# Is Q(√2,√3)=Q(√2+√3)\mathbf{Q}(\sqrt{2}, \sqrt{3}) = \mathbf{Q}(\sqrt{2}+\sqrt{3})?

Is $\mathbf{Q}(\sqrt{2}, \sqrt{3}) = \mathbf{Q}(\sqrt{2}+\sqrt{3})$ ?

So if an element is in $\mathbf Q(\sqrt{2},\sqrt{3})$, then it is in $\mathbf{Q}(\sqrt{2}+\sqrt{3})$, because $\sqrt{6} = \sqrt{2}\sqrt{3}$.
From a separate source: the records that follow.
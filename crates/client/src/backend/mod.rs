//! Hosted backend access: collection queries, writes and change feeds.
//!
//! # Architecture
//!
//! - The backend is a managed Postgres exposed through a PostgREST-style
//!   REST surface, with row-level auth and a realtime change feed.
//! - It is the source of truth - NO local persistence; every list view is
//!   a filtered, paginated read and is re-read when the feed reports a change.
//! - [`Backend`] is the seam: [`RestBackend`] talks HTTP, [`MemoryBackend`]
//!   keeps rows in process with identical filter/order/range semantics.
//!
//! # Example
//!
//! ```rust,ignore
//! use labmarket_client::backend::{Backend, Query, Table};
//!
//! let rows = backend
//!     .select(
//!         &Query::on(Table::Products)
//!             .eq("type", "buy")
//!             .is_null("deleted_at")
//!             .newest_first()
//!             .range(0, 11)
//!             .count_exact(),
//!     )
//!     .await?;
//! ```

mod feed;
mod memory;
mod rest;

pub use feed::{ChangeEvent, ChangeHub, ChangeKind, ChangeStream, ChannelSpec};
pub use memory::{MemoryBackend, Operation};
pub use rest::RestBackend;

use async_trait::async_trait;
use serde::de::DeserializeOwned;
use serde_json::Value;
use thiserror::Error;

/// Errors that can occur when talking to the hosted backend.
#[derive(Debug, Error)]
pub enum BackendError {
    /// HTTP request failed.
    #[error("HTTP error: {0}")]
    Http(#[from] reqwest::Error),

    /// The backend answered with a non-success status.
    #[error("API error: {status} - {message}")]
    Api { status: u16, message: String },

    /// JSON parsing or row decoding failed.
    #[error("JSON parse error: {0}")]
    Parse(#[from] serde_json::Error),

    /// A single-row operation matched nothing.
    #[error("Not found: {0}")]
    NotFound(String),

    /// Rate limited by the backend.
    #[error("Rate limited, retry after {0} seconds")]
    RateLimited(u64),
}

/// Backend collections used by the marketplace.
#[derive(Debug, Clone, Copy, PartialEq, Eq, Hash)]
pub enum Table {
    Products,
    Sellers,
    Requests,
    /// Join rows linking a request to the products it asks for.
    RequestProducts,
    /// Seller registrations awaiting review.
    SellerRequests,
}

impl Table {
    /// Collection name on the wire.
    #[must_use]
    pub const fn as_str(self) -> &'static str {
        match self {
            Self::Products => "products",
            Self::Sellers => "sellers",
            Self::Requests => "requests",
            Self::RequestProducts => "request_products",
            Self::SellerRequests => "seller_requests",
        }
    }
}

impl std::fmt::Display for Table {
    fn fmt(&self, f: &mut std::fmt::Formatter<'_>) -> std::fmt::Result {
        f.write_str(self.as_str())
    }
}

/// A row predicate.
#[derive(Debug, Clone, PartialEq, Eq)]
pub enum Filter {
    /// `column = value` (compared on the textual form of the value).
    Eq { column: &'static str, value: String },
    /// `column IS NULL`.
    IsNull(&'static str),
    /// Case-insensitive substring match on ANY of the columns.
    AnyILike {
        columns: Vec<&'static str>,
        needle: String,
    },
}

/// Sort order of a query.
#[derive(Debug, Clone, Copy, PartialEq, Eq)]
pub struct Order {
    pub column: &'static str,
    pub ascending: bool,
}

/// A read against one collection.
#[derive(Debug, Clone, PartialEq, Eq)]
pub struct Query {
    pub table: Table,
    pub filters: Vec<Filter>,
    pub order: Option<Order>,
    /// Inclusive row window `[first, last]`, applied after ordering.
    pub range: Option<(u64, u64)>,
    pub limit: Option<u64>,
    /// Whether to report the pre-pagination match count.
    pub count: bool,
}

impl Query {
    /// Start a query on `table` with no filters.
    #[must_use]
    pub const fn on(table: Table) -> Self {
        Self {
            table,
            filters: Vec::new(),
            order: None,
            range: None,
            limit: None,
            count: false,
        }
    }

    /// Add an equality predicate.
    #[must_use]
    pub fn eq(mut self, column: &'static str, value: impl ToString) -> Self {
        self.filters.push(Filter::Eq {
            column,
            value: value.to_string(),
        });
        self
    }

    /// Add an equality predicate when `value` is present.
    #[must_use]
    pub fn eq_opt<V: ToString>(self, column: &'static str, value: Option<V>) -> Self {
        match value {
            Some(v) => self.eq(column, v),
            None => self,
        }
    }

    /// Add an `IS NULL` predicate.
    #[must_use]
    pub fn is_null(mut self, column: &'static str) -> Self {
        self.filters.push(Filter::IsNull(column));
        self
    }

    /// Add a case-insensitive substring match across `columns`.
    #[must_use]
    pub fn any_ilike(mut self, columns: &[&'static str], needle: &str) -> Self {
        self.filters.push(Filter::AnyILike {
            columns: columns.to_vec(),
            needle: needle.to_owned(),
        });
        self
    }

    /// Order by `created_at` descending.
    #[must_use]
    pub const fn newest_first(mut self) -> Self {
        self.order = Some(Order {
            column: "created_at",
            ascending: false,
        });
        self
    }

    /// Restrict to the inclusive row window `[first, last]`.
    #[must_use]
    pub const fn range(mut self, first: u64, last: u64) -> Self {
        self.range = Some((first, last));
        self
    }

    /// Return at most `n` rows.
    #[must_use]
    pub const fn limit(mut self, n: u64) -> Self {
        self.limit = Some(n);
        self
    }

    /// Request the exact pre-pagination match count.
    #[must_use]
    pub const fn count_exact(mut self) -> Self {
        self.count = true;
        self
    }
}

/// Result of a [`Backend::select`].
#[derive(Debug, Clone, Default, PartialEq)]
pub struct Rows {
    pub rows: Vec<Value>,
    /// Pre-pagination match count, when the query asked for it.
    pub total: Option<u64>,
}

impl Rows {
    /// Decode every row into `T`.
    ///
    /// # Errors
    ///
    /// Returns [`BackendError::Parse`] on the first row that does not fit `T`.
    pub fn decode<T: DeserializeOwned>(self) -> Result<Vec<T>, BackendError> {
        self.rows
            .into_iter()
            .map(|row| serde_json::from_value(row).map_err(BackendError::from))
            .collect()
    }
}

/// Access to the hosted backend's collections.
///
/// Every method is a single remote call; there is no multi-statement
/// transaction primitive.
#[async_trait]
pub trait Backend: Send + Sync {
    /// Read rows matching `query`.
    async fn select(&self, query: &Query) -> Result<Rows, BackendError>;

    /// Insert `rows` into `table`, returning the stored representations
    /// (with generated `id` and `created_at`).
    async fn insert(&self, table: Table, rows: Vec<Value>) -> Result<Vec<Value>, BackendError>;

    /// Merge `patch` into every row matching `filters`, returning how many
    /// rows matched.
    async fn update(&self, table: Table, filters: &[Filter], patch: Value)
    -> Result<u64, BackendError>;

    /// Delete every row matching `filters`.
    async fn delete(&self, table: Table, filters: &[Filter]) -> Result<(), BackendError>;
}

/// Shorthand for an `id = value` filter list.
#[must_use]
pub fn by_id(id: impl ToString) -> [Filter; 1] {
    [Filter::Eq {
        column: "id",
        value: id.to_string(),
    }]
}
How to conclude from there?

$\mathbb{Q}(\sqrt{2} + \sqrt{3}) \subseteq \mathbb{Q}(\sqrt{2}, \sqrt{3})$ is clear.
Now note that hence $\sqrt{3} - \sqrt{2} \in \mathbb{Q}(\sqrt{2} + \sqrt{3})$ and hence
$\sqrt{2} + \sqrt{3} + \sqrt{3} - \sqrt{2} = 2 \sqrt{3} \in \mathbb{Q}(\sqrt{2} + \sqrt{3})$ and hence $\sqrt{3} \in \mathbb{Q}(\sqrt{2} + \sqrt{3})$. Note that by a similar argument you get $\sqrt{2} \in \mathbb{Q}(\sqrt{2} + \sqrt{3})$ and hence $\mathbb{Q}(\sqrt{2}, \sqrt{3}) \subseteq \mathbb{Q}(\sqrt{2} + \sqrt{3})$.